In 2014, Fattmerchant processed $5 million in payments for its customers. That number jumped to $110 million in 2015, and $750 million in 2016. As of July, the company has processed more than $5 billion in total volume for its customers, who fall primarily into four groups: professional services, field services (such as plumbers), medical offices, and online and brick-and-mortar retailers. The ideal customer is a business that’s been open for at least a year and processes at least $10,000 in credit card transactions each month. Because Fattmerchant charges a flat monthly rate, businesses with high-volume credit card transactions often save money. The company has more than 5,000 customers. On average, those businesses save about 30% annually on credit card processing costs, according to Fattmerchant. Some businesses pay more for Fattmerchant’s service, compared with the previous vendor they used. The reason those customers switch, Rehmetullah says, is because they appreciate how Fattmerchant’s technology helps simplify their payment data. For example, a small business that has online sales, in-store sales and mobile credit card readers often ends up using a different merchant services provider for each type of transaction. That means the business owner won’t be able to see all transaction data in one place. Yet each day, the owner must consolidate it all and add it to QuickBooks or another accounting system. With Fattmerchant, payment data is aggregated into one online platform, and the information is added to QuickBooks (or another system) in real time. That eliminates a step and helps business owners access the information they need to make decisions about their operation. Users can log on to the Fattmerchant app to view sales trends, the number of repeat customers, and the relative performance of different locations, according to Madhani. “It provides realtime data for no additional cost to the merchant, so they can actually make better, smarter, faster decisions about their business,” she says. Fattmerchant continues to educate businesses that assume they’re not big enough to benefit


from data. “People think, no, that’s not for me—that’s for those global 2,000 companies,” Rehmetullah says. Fattmerchant works hard to demonstrate that real-time data is not only easily accessible, but also an effective tool for small and midsize companies, he says.
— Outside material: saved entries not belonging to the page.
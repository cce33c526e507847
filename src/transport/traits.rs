//! Transport trait abstraction for the duplex event connection

use crate::error::BridgeError;
use async_trait::async_trait;

/// Write half of a duplex connection
#[async_trait]
pub trait FrameSink: Send + 'static {
    /// Send a text payload
    async fn send_text(&mut self, text: String) -> Result<(), BridgeError>;

    /// Send a normal-closure close message
    async fn send_close(&mut self) -> Result<(), BridgeError>;

    /// Release the write half. Safe to call more than once.
    async fn close(&mut self);
}

/// Read half of a duplex connection
#[async_trait]
pub trait FrameSource: Send + 'static {
    /// Wait for the next inbound payload.
    ///
    /// Returns `BridgeError::Read` once the connection is closed or broken.
    async fn recv_text(&mut self) -> Result<String, BridgeError>;
}

/// Factory for creating duplex connections
#[async_trait]
pub trait TransportConnector: Send + Sync {
    type Sink: FrameSink;
    type Source: FrameSource;

    /// Dial the endpoint, returning the split connection on success
    async fn connect(&self, url: &str) -> Result<(Self::Sink, Self::Source), BridgeError>;

    /// Human-readable name for this transport
    fn name(&self) -> &'static str;
}
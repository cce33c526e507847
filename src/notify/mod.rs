//! Notification delivery
//!
//! Alerts are delivered through the [`Notifier`] seam. The production
//! implementation posts form-encoded messages to a Gotify server.

mod gotify;

pub use gotify::{GotifyNotifier, NotifierConfig, DEFAULT_GOTIFY_URL};

use crate::error::BridgeError;
use async_trait::async_trait;
use bridge_shared::Alert;

/// What the notification endpoint answered
#[derive(Debug, Clone, Copy, PartialEq, Eq)]
pub struct NotifyReceipt {
    /// HTTP status code
    pub status: u16,
}

impl NotifyReceipt {
    pub fn is_success(&self) -> bool {
        (200..300).contains(&self.status)
    }
}

/// Delivers alerts to an external endpoint
#[async_trait]
pub trait Notifier: Send + Sync {
    /// Deliver one alert.
    ///
    /// Transport failures are returned as a recoverable `BridgeError::Notify`;
    /// the caller decides whether to escalate.
    async fn notify(&self, alert: &Alert) -> Result<NotifyReceipt, BridgeError>;
}
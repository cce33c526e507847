//! Gotify notifier

use super::{NotifyReceipt, Notifier};
use crate::error::BridgeError;
use async_trait::async_trait;
use bridge_shared::Alert;
use reqwest::Client;
use std::time::Duration;
use tracing::{info, warn};

/// Default Gotify server
pub const DEFAULT_GOTIFY_URL: &str = "https://gotify.azaurus.dev";

/// Configuration for the Gotify endpoint
#[derive(Clone)]
pub struct NotifierConfig {
    /// Server root, e.g. `https://gotify.example.org`
    pub base_url: String,
    /// Application token, sent as the `token` query parameter
    pub token: String,
    /// Whole-request timeout
    pub timeout: Duration,
}

impl Default for NotifierConfig {
    fn default() -> Self {
        Self {
            base_url: DEFAULT_GOTIFY_URL.into(),
            token: String::new(),
            timeout: Duration::from_secs(10),
        }
    }
}

// Keeps the token out of debug output
impl std::fmt::Debug for NotifierConfig {
    fn fmt(&self, f: &mut std::fmt::Formatter<'_>) -> std::fmt::Result {
        f.debug_struct("NotifierConfig")
            .field("base_url", &self.base_url)
            .field("token", &"<redacted>")
            .field("timeout", &self.timeout)
            .finish()
    }
}

impl NotifierConfig {
    /// Message endpoint without the token
    pub fn message_url(&self) -> String {
        format!("{}/message", self.base_url.trim_end_matches('/'))
    }
}

/// Posts alerts to `POST <base>/message?token=<token>`
pub struct GotifyNotifier {
    config: NotifierConfig,
    client: Client,
}

impl GotifyNotifier {
    pub fn new(config: NotifierConfig) -> Result<Self, BridgeError> {
        let client = Client::builder()
            .timeout(config.timeout)
            .build()
            .map_err(|e| BridgeError::Config(format!("HTTP client: {}", e)))?;
        Ok(Self { config, client })
    }
}

#[async_trait]
impl Notifier for GotifyNotifier {
    async fn notify(&self, alert: &Alert) -> Result<NotifyReceipt, BridgeError> {
        let url = self.config.message_url();
        let response = self
            .client
            .post(&url)
            .query(&[("token", self.config.token.as_str())])
            .form(&alert.form_fields())
            .send()
            .await
            .map_err(|e| BridgeError::Notify {
                reason: e.without_url().to_string(),
                fatal: false,
            })?;

        let receipt = NotifyReceipt {
            status: response.status().as_u16(),
        };
        if receipt.is_success() {
            info!("Notification '{}' delivered: status={}", alert.title, receipt.status);
        } else {
            warn!(
                "Notification '{}' rejected by {}: status={}",
                alert.title, url, receipt.status
            );
        }
        Ok(receipt)
    }
}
PIVOTAL PARTNERSHIP “This is a payment technology business that makes the lives of small businesses easier,” says Jim Douglass, partner at Fulcrum Equity Partners, Fattmerchant’s largest investor. His firm has invested about $15 million in Fattmerchant—$5 million in Series B funding and $10.5 million in Series C. According to Douglass, if Fattmerchant provided basic payment processing and nothing more, his firm would have passed. Instead, it saw an opportunity to help the company grow into new markets and leverage its data capabilities. One way Fulcrum has helped Fattmerchant expand its revenue sources is through partnerships with independent software vendors, known as ISVs. Some ISVs offer products for particular industries—one example is practice-management software used by dentists— but their software packages don’t always have a payment feature. ISVs that partner with Fattmerchant include the company’s payment and data capabilities with the software packages they sell to clients. The more than 15 partnerships that Fattmerchant has with software vendors represent about 30% of the company’s revenue; direct sales to individual businesses make up the rest. By 2021, Madhani expects half of Fattmerchant’s revenue will come from partnerships. Because Fulcrum invests in health care services, health care IT and B2B enterprise software companies, the firm is able to connect Fattmerchant with additional partnership opportunities, Douglass says. Two software vendors in Fulcrum’s portfolio use Fattmerchant’s payment platform. Fulcrum’s partners are all former business owners or operators, which shapes their investor perspective, Rehmetullah says.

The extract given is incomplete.